2. Besondere rechtliche Schwierigkeiten der Rechtssache, die der Kläger unter Hinweis auf den Vorlagebeschluss des Verwaltungsgerichtshofs Mannheim vom 27. April 2016 (11 S 2081/15 – juris) bezüglich der Frage geltend macht, ob bei einer einmaligen Haftstrafe die Kontinuität des langjährigen Aufenthalts unterbrochen sein kann und ob diesbezüglich die Verurteilung zu einer einzigen Haftstrafe ausreicht, sind schon nicht hinreichend dargelegt.

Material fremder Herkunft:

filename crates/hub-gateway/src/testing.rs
//! In-process collaborators for unit tests

use async_trait::async_trait;
use hub_cache::MemoryPresenceManager;
use hub_core::{
    Adapter, CommitHook, HubError, HubResult, Operation, OperationHandler, PresenceData,
    PresenceManager, PubSub, QueryOptions, Snapshot, Subscription,
};
use hub_store::MemoryAdapter;
use parking_lot::Mutex;
use std::collections::HashMap;
use std::sync::atomic::{AtomicBool, AtomicU64, AtomicUsize, Ordering};
use std::sync::Arc;
use std::time::Duration;
use tokio_util::sync::CancellationToken;

/// Shared record of `close` calls across collaborators
#[derive(Debug, Clone, Default)]
pub struct CloseLog(Arc<Mutex<Vec<&'static str>>>);

impl CloseLog {
    fn push(&self, name: &'static str) {
        self.0.lock().push(name);
    }

    pub fn entries(&self) -> Vec<&'static str> {
        self.0.lock().clone()
    }
}

/// `MemoryAdapter` that counts calls and can stall reads
#[derive(Default)]
pub struct CountingAdapter {
    inner: MemoryAdapter,
    calls: AtomicUsize,
    delay: Option<Duration>,
    close_log: Option<CloseLog>,
}

impl CountingAdapter {
    pub fn new() -> Self {
        Self::default()
    }

    pub fn with_delay(delay: Duration) -> Self {
        Self {
            delay: Some(delay),
            ..Self::default()
        }
    }

    pub fn with_close_log(mut self, log: CloseLog) -> Self {
        self.close_log = Some(log);
        self
    }

    pub fn calls(&self) -> usize {
        self.calls.load(Ordering::SeqCst)
    }
}

#[async_trait]
impl Adapter for CountingAdapter {
    async fn get_snapshot(
        &self,
        collection: &str,
        doc_id: &str,
        options: Option<&QueryOptions>,
    ) -> HubResult<Snapshot> {
        self.calls.fetch_add(1, Ordering::SeqCst);
        if let Some(delay) = self.delay {
            tokio::time::sleep(delay).await;
        }
        self.inner.get_snapshot(collection, doc_id, options).await
    }

    async fn commit(&self, collection: &str, doc_id: &str, op: &Operation) -> HubResult<Snapshot> {
        self.calls.fetch_add(1, Ordering::SeqCst);
        self.inner.commit(collection, doc_id, op).await
    }

    async fn close(&self) -> HubResult<()> {
        if let Some(log) = &self.close_log {
            log.push("adapter");
        }
        self.inner.close().await
    }
}

/// PubSub that records every publish and delivers synchronously to
/// subscribers registered on it
#[derive(Default)]
pub struct RecordingPubSub {
    attempted: Mutex<Vec<String>>,
    published: Mutex<Vec<String>>,
    fail_on: Option<String>,
    fail_close: AtomicBool,
    handlers: Mutex<Vec<(Subscription, OperationHandler)>>,
    next_id: AtomicU64,
    close_log: Option<CloseLog>,
    delay: Option<Duration>,
}

impl RecordingPubSub {
    pub fn new() -> Self {
        Self::default()
    }

    /// Fail every publish to `channel`
    pub fn failing_on(channel: &str) -> Self {
        Self {
            fail_on: Some(channel.to_string()),
            ..Self::default()
        }
    }

    pub fn with_close_log(mut self, log: CloseLog) -> Self {
        self.close_log = Some(log);
        self
    }

    /// Stall every publish call by `delay`
    pub fn with_delay(mut self, delay: Duration) -> Self {
        self.delay = Some(delay);
        self
    }

    pub fn fail_close(&self) {
        self.fail_close.store(true, Ordering::SeqCst);
    }

    pub fn attempted_channels(&self) -> Vec<String> {
        self.attempted.lock().clone()
    }

    pub fn published_channels(&self) -> Vec<String> {
        self.published.lock().clone()
    }
}

#[async_trait]
impl PubSub for RecordingPubSub {
    async fn publish(&self, channels: &[String], op: &Operation) -> HubResult<()> {
        if let Some(delay) = self.delay {
            tokio::time::sleep(delay).await;
        }
        for channel in channels {
            self.attempted.lock().push(channel.clone());
            if self.fail_on.as_deref() == Some(channel.as_str()) {
                return Err(HubError::PubSub(format!("publish to {channel} refused")));
            }
            self.published.lock().push(channel.clone());

            let targets: Vec<OperationHandler> = self
                .handlers
                .lock()
                .iter()
                .filter(|(sub, _)| sub.channel() == channel && !sub.is_cancelled())
                .map(|(_, handler)| Arc::clone(handler))
                .collect();
            for handler in targets {
                handler(op.clone()).await;
            }
        }
        Ok(())
    }

    async fn subscribe(
        &self,
        scope: &CancellationToken,
        channel: &str,
        handler: OperationHandler,
    ) -> HubResult<Subscription> {
        let id = self.next_id.fetch_add(1, Ordering::SeqCst);
        let subscription = Subscription::new(id, channel, scope.child_token());
        self.handlers.lock().push((subscription.clone(), handler));
        Ok(subscription)
    }

    async fn unsubscribe(&self, channel: &str) -> HubResult<()> {
        self.handlers.lock().retain(|(sub, _)| {
            if sub.channel() == channel {
                sub.cancel();
                false
            } else {
                true
            }
        });
        Ok(())
    }

    async fn close(&self) -> HubResult<()> {
        if let Some(log) = &self.close_log {
            log.push("pubsub");
        }
        for (sub, _) in self.handlers.lock().drain(..) {
            sub.cancel();
        }
        if self.fail_close.load(Ordering::SeqCst) {
            return Err(HubError::PubSub("close refused".to_string()));
        }
        Ok(())
    }
}

/// `MemoryPresenceManager` with switchable submit failures
#[derive(Default)]
pub struct RecordingPresence {
    inner: MemoryPresenceManager,
    fail_submits: AtomicBool,
    close_log: Option<CloseLog>,
}

impl RecordingPresence {
    pub fn new() -> Self {
        Self::default()
    }

    pub fn with_close_log(mut self, log: CloseLog) -> Self {
        self.close_log = Some(log);
        self
    }

    pub fn fail_submits(&self) {
        self.fail_submits.store(true, Ordering::SeqCst);
    }

    pub async fn entries(&self, channel: &str) -> HashMap<String, PresenceData> {
        self.inner.get_presences(channel).await.unwrap_or_default()
    }
}

#[async_trait]
impl PresenceManager for RecordingPresence {
    async fn submit(&self, channel: &str, connection_id: &str, data: PresenceData) -> HubResult<()> {
        if self.fail_submits.load(Ordering::SeqCst) {
            return Err(HubError::Presence("store unavailable".to_string()));
        }
        self.inner.submit(channel, connection_id, data).await
    }

    async fn get_presences(&self, channel: &str) -> HubResult<HashMap<String, PresenceData>> {
        self.inner.get_presences(channel).await
    }

    async fn remove(&self, channel: &str, connection_id: &str) -> HubResult<()> {
        self.inner.remove(channel, connection_id).await
    }

    async fn close(&self) -> HubResult<()> {
        if let Some(log) = &self.close_log {
            log.push("presence");
        }
        self.inner.close().await
    }
}

/// Commit hook that always fails
#[derive(Debug, Default)]
pub struct FailingHook {
    calls: AtomicUsize,
}

impl FailingHook {
    pub fn calls(&self) -> usize {
        self.calls.load(Ordering::SeqCst)
    }
}

#[async_trait]
impl CommitHook for FailingHook {
    async fn after_commit(&self, _collection: &str, _doc_id: &str, _op: &Operation) -> HubResult<()> {
        self.calls.fetch_add(1, Ordering::SeqCst);
        Err(HubError::Internal("hook failed".to_string()))
    }
}

/// Commit hook that takes `delay` to finish
#[derive(Debug, Default)]
pub struct SlowHook {
    delay: Duration,
    finished: AtomicUsize,
}

impl SlowHook {
    pub fn new(delay: Duration) -> Self {
        Self {
            delay,
            finished: AtomicUsize::new(0),
        }
    }

    pub fn finished(&self) -> usize {
        self.finished.load(Ordering::SeqCst)
    }
}

#[async_trait]
impl CommitHook for SlowHook {
    async fn after_commit(&self, _collection: &str, _doc_id: &str, _op: &Operation) -> HubResult<()> {
        tokio::time::sleep(self.delay).await;
        self.finished.fetch_add(1, Ordering::SeqCst);
        Ok(())
    }
}
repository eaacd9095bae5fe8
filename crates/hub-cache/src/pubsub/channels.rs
//! Broker channel naming.

/// Default namespace for broker channels and presence keys
pub const DEFAULT_PREFIX: &str = "sharedb:";

/// Maps unprefixed channel names to broker names and back
#[derive(Debug, Clone, PartialEq, Eq)]
pub struct ChannelNames {
    prefix: String,
}

impl Default for ChannelNames {
    fn default() -> Self {
        Self::new(DEFAULT_PREFIX)
    }
}

impl ChannelNames {
    pub fn new(prefix: impl Into<String>) -> Self {
        Self {
            prefix: prefix.into(),
        }
    }

    #[must_use]
    pub fn prefix(&self) -> &str {
        &self.prefix
    }

    /// Broker name of a channel
    #[must_use]
    pub fn full(&self, channel: &str) -> String {
        format!("{}{channel}", self.prefix)
    }

    /// Redis key holding the presence hash of a channel
    #[must_use]
    pub fn presence_key(&self, channel: &str) -> String {
        format!("{}presence:{channel}", self.prefix)
    }
}
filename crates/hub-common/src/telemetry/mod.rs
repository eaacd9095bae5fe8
//! Telemetry and tracing setup

mod tracing_setup;

pub use tracing_setup::{
    init_tracing, init_tracing_with_config, try_init_tracing, try_init_tracing_with_config,
    TracingConfig, TracingError,
};
//! Builder for `HubService`

use super::HubService;
use crate::middleware::{Middleware, MiddlewareChain};
use hub_common::HubSettings;
use hub_core::{Adapter, CommitHook, PresenceManager, PubSub};
use std::sync::Arc;

/// Missing collaborator at build time
#[derive(Debug, thiserror::Error)]
pub enum BuildError {
    #[error("{0} is required")]
    Missing(&'static str),
}

/// Builder for creating `HubService` with custom collaborators
///
/// Middleware is appended here and frozen when the service is built.
pub struct HubServiceBuilder {
    adapter: Option<Arc<dyn Adapter>>,
    pubsub: Option<Arc<dyn PubSub>>,
    presence: Option<Arc<dyn PresenceManager>>,
    commit_hook: Option<Arc<dyn CommitHook>>,
    middleware: Vec<Arc<dyn Middleware>>,
    settings: HubSettings,
}

impl HubServiceBuilder {
    pub fn new() -> Self {
        Self {
            adapter: None,
            pubsub: None,
            presence: None,
            commit_hook: None,
            middleware: Vec::new(),
            settings: HubSettings::default(),
        }
    }

    pub fn adapter(mut self, adapter: Arc<dyn Adapter>) -> Self {
        self.adapter = Some(adapter);
        self
    }

    pub fn pubsub(mut self, pubsub: Arc<dyn PubSub>) -> Self {
        self.pubsub = Some(pubsub);
        self
    }

    pub fn presence(mut self, presence: Arc<dyn PresenceManager>) -> Self {
        self.presence = Some(presence);
        self
    }

    pub fn commit_hook(mut self, hook: Arc<dyn CommitHook>) -> Self {
        self.commit_hook = Some(hook);
        self
    }

    /// Append a middleware; execution follows registration order
    pub fn middleware(mut self, middleware: Arc<dyn Middleware>) -> Self {
        self.middleware.push(middleware);
        self
    }

    pub fn settings(mut self, settings: HubSettings) -> Self {
        self.settings = settings;
        self
    }

    /// Build the HubService
    ///
    /// # Errors
    /// Returns `BuildError::Missing` if any required collaborator is missing
    pub fn build(self) -> Result<HubService, BuildError> {
        Ok(HubService::new(
            self.adapter.ok_or(BuildError::Missing("adapter"))?,
            self.pubsub.ok_or(BuildError::Missing("pubsub"))?,
            self.presence.ok_or(BuildError::Missing("presence"))?,
            self.commit_hook,
            MiddlewareChain::new(self.middleware),
            self.settings,
        ))
    }
}

impl Default for HubServiceBuilder {
    fn default() -> Self {
        Self::new()
    }
}
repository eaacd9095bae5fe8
//! Hub server entry point
//!
//! Run with:
//! ```bash
//! cargo run -p hub-gateway
//! ```
//!
//! Configuration is loaded from environment variables.

use hub_common::{try_init_tracing_with_config, AppConfig, AppError, TracingConfig};
use tracing::{error, info};

#[tokio::main]
async fn main() {
    // Load configuration before tracing so the log format follows APP_ENV
    let config = match AppConfig::from_env() {
        Ok(config) => config,
        Err(e) => {
            eprintln!("Failed to load configuration: {e}");
            std::process::exit(AppError::from(e).exit_code());
        }
    };

    if let Err(e) = try_init_tracing_with_config(TracingConfig::for_environment(config.app.env)) {
        eprintln!("Warning: Failed to initialize tracing: {e}");
    }

    if let Err(e) = run(config).await {
        error!(error = %e, code = e.error_code(), "Hub server failed");
        std::process::exit(e.exit_code());
    }
}

async fn run(config: AppConfig) -> Result<(), AppError> {
    info!(
        name = %config.app.name,
        env = ?config.app.env,
        address = %config.gateway.address(),
        redis = config.redis.is_some(),
        "Configuration loaded"
    );

    hub_gateway::run(config).await?;

    info!("Hub server stopped");
    Ok(())
}
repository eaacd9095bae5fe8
//! Protocol frame format
//!
//! Every frame in either direction is one JSON object of this shape.

use super::{Action, PROTOCOL_VERSION};
use crate::entities::{CreateData, Snapshot};
use serde::{Deserialize, Serialize};
use serde_json::{Map, Value};

/// Error descriptor carried in a response frame
#[derive(Debug, Clone, PartialEq, Eq, Serialize, Deserialize)]
pub struct ErrorInfo {
    pub code: u16,
    pub message: String,
}

impl ErrorInfo {
    /// Create a new error descriptor
    pub fn new(code: u16, message: impl Into<String>) -> Self {
        Self {
            code,
            message: message.into(),
        }
    }
}

impl From<&crate::HubError> for ErrorInfo {
    fn from(err: &crate::HubError) -> Self {
        Self::new(err.code(), err.to_string())
    }
}

/// Protocol frame
///
/// The action is kept as the raw wire string so that unrecognised codes still
/// decode and can be answered with an error naming them.
#[derive(Debug, Clone, Default, PartialEq, Serialize, Deserialize)]
pub struct Message {
    /// Action code
    #[serde(rename = "a", default)]
    pub action: String,

    /// Collection name
    #[serde(rename = "c", default, skip_serializing_if = "String::is_empty")]
    pub collection: String,

    /// Document id
    #[serde(rename = "d", default, skip_serializing_if = "String::is_empty")]
    pub doc_id: String,

    /// Document version
    #[serde(rename = "v", default, skip_serializing_if = "Option::is_none")]
    pub version: Option<i64>,

    /// Ordered edit components, opaque to the hub
    #[serde(default, skip_serializing_if = "Vec::is_empty")]
    pub op: Vec<Value>,

    /// Creation payload
    #[serde(default, skip_serializing_if = "Option::is_none")]
    pub create: Option<CreateData>,

    /// Deletion marker
    #[serde(default, skip_serializing_if = "std::ops::Not::not")]
    pub del: bool,

    /// Generic payload (snapshot, handshake info)
    #[serde(default, skip_serializing_if = "Option::is_none")]
    pub data: Option<Value>,

    /// Error descriptor (responses only)
    #[serde(default, skip_serializing_if = "Option::is_none")]
    pub error: Option<ErrorInfo>,

    /// Presence entries keyed by connection or user id
    #[serde(default, skip_serializing_if = "Option::is_none")]
    pub presence: Option<Map<String, Value>>,
}

impl Message {
    /// Create an empty frame for an action
    #[must_use]
    pub fn new(action: Action) -> Self {
        Self {
            action: action.code().to_string(),
            ..Self::default()
        }
    }

    /// Create an empty frame for an action on a document
    #[must_use]
    pub fn for_document(
        action: Action,
        collection: impl Into<String>,
        doc_id: impl Into<String>,
    ) -> Self {
        Self {
            collection: collection.into(),
            doc_id: doc_id.into(),
            ..Self::new(action)
        }
    }

    // === Server Messages ===

    /// Handshake acknowledgment carrying the protocol version and connection id
    #[must_use]
    pub fn handshake(connection_id: &str) -> Self {
        Self {
            data: Some(serde_json::json!({
                "protocol": PROTOCOL_VERSION,
                "id": connection_id,
            })),
            ..Self::new(Action::Handshake)
        }
    }

    /// Fetch response carrying a snapshot
    pub fn fetched(
        collection: impl Into<String>,
        doc_id: impl Into<String>,
        snapshot: &Snapshot,
    ) -> Result<Self, serde_json::Error> {
        Ok(Self {
            data: Some(serde_json::to_value(snapshot)?),
            ..Self::for_document(Action::Fetch, collection, doc_id)
        })
    }

    /// Subscribe acknowledgment
    #[must_use]
    pub fn subscribed(collection: impl Into<String>, doc_id: impl Into<String>) -> Self {
        Self::for_document(Action::Subscribe, collection, doc_id)
    }

    /// Presence broadcast carrying the full presence set of a document
    #[must_use]
    pub fn presence_set(
        collection: impl Into<String>,
        doc_id: impl Into<String>,
        presence: Map<String, Value>,
    ) -> Self {
        Self {
            presence: Some(presence),
            ..Self::for_document(Action::Presence, collection, doc_id)
        }
    }

    /// Error reply echoing the request's action, collection and document id
    #[must_use]
    pub fn error_reply(request: &Self, error: ErrorInfo) -> Self {
        Self {
            action: request.action.clone(),
            collection: request.collection.clone(),
            doc_id: request.doc_id.clone(),
            error: Some(error),
            ..Self::default()
        }
    }

    // === Utilities ===

    /// Parse the action code
    #[must_use]
    pub fn parsed_action(&self) -> Option<Action> {
        Action::parse(&self.action)
    }

    /// Per-document channel name (`collection.docID`)
    #[must_use]
    pub fn document_channel(&self) -> String {
        format!("{}.{}", self.collection, self.doc_id)
    }

    /// Check if this frame carries an error
    #[must_use]
    pub fn is_error(&self) -> bool {
        self.error.is_some()
    }

    /// Serialize to JSON string
    pub fn to_json(&self) -> Result<String, serde_json::Error> {
        serde_json::to_string(self)
    }

    /// Deserialize from JSON string
    pub fn from_json(json: &str) -> Result<Self, serde_json::Error> {
        serde_json::from_str(json)
    }

    /// Deserialize from raw bytes
    pub fn from_slice(bytes: &[u8]) -> Result<Self, serde_json::Error> {
        serde_json::from_slice(bytes)
    }
}

impl std::fmt::Display for Message {
    fn fmt(&self, f: &mut std::fmt::Formatter<'_>) -> std::fmt::Result {
        write!(f, "Message(a={}", self.action)?;
        if !self.collection.is_empty() {
            write!(f, ", c={}", self.collection)?;
        }
        if !self.doc_id.is_empty() {
            write!(f, ", d={}", self.doc_id)?;
        }
        if let Some(v) = self.version {
            write!(f, ", v={v}")?;
        }
        write!(f, ")")
    }
}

Zum einen hat das Verwaltungsgericht zu Gunsten des Klägers den Anwendungsbereich des verstärkten Schutzes gemäß § 6 Abs. 5 Satz 1 FreizügG/EU angenommen, zum anderen ist die aufgeworfene Frage durch die Rechtsprechung des Gerichtshofs der Europäischen Union (U.v. 17.4.2018 – C-316/16, C-424/16, B. und Vomero – NVwZ 2019,47) geklärt.
Die Kostenentscheidung folgt aus § 154 Abs. 2 VwGO.
Die Streitwertfestsetzung für das Zulassungsverfahren beruht auf § 63 Abs. 2 Satz 1, § 47 Abs. 1 und 3 und § 52 Abs. 2 GKG.
Dieser Beschluss ist unanfechtbar (§ 152 Abs. 1 VwGO). Mit der Ablehnung des Antrags auf Zulassung der Berufung wird die Entscheidung des Verwaltungsgerichts rechtskräftig (§ 124a Abs. 5 Satz 4 VwGO).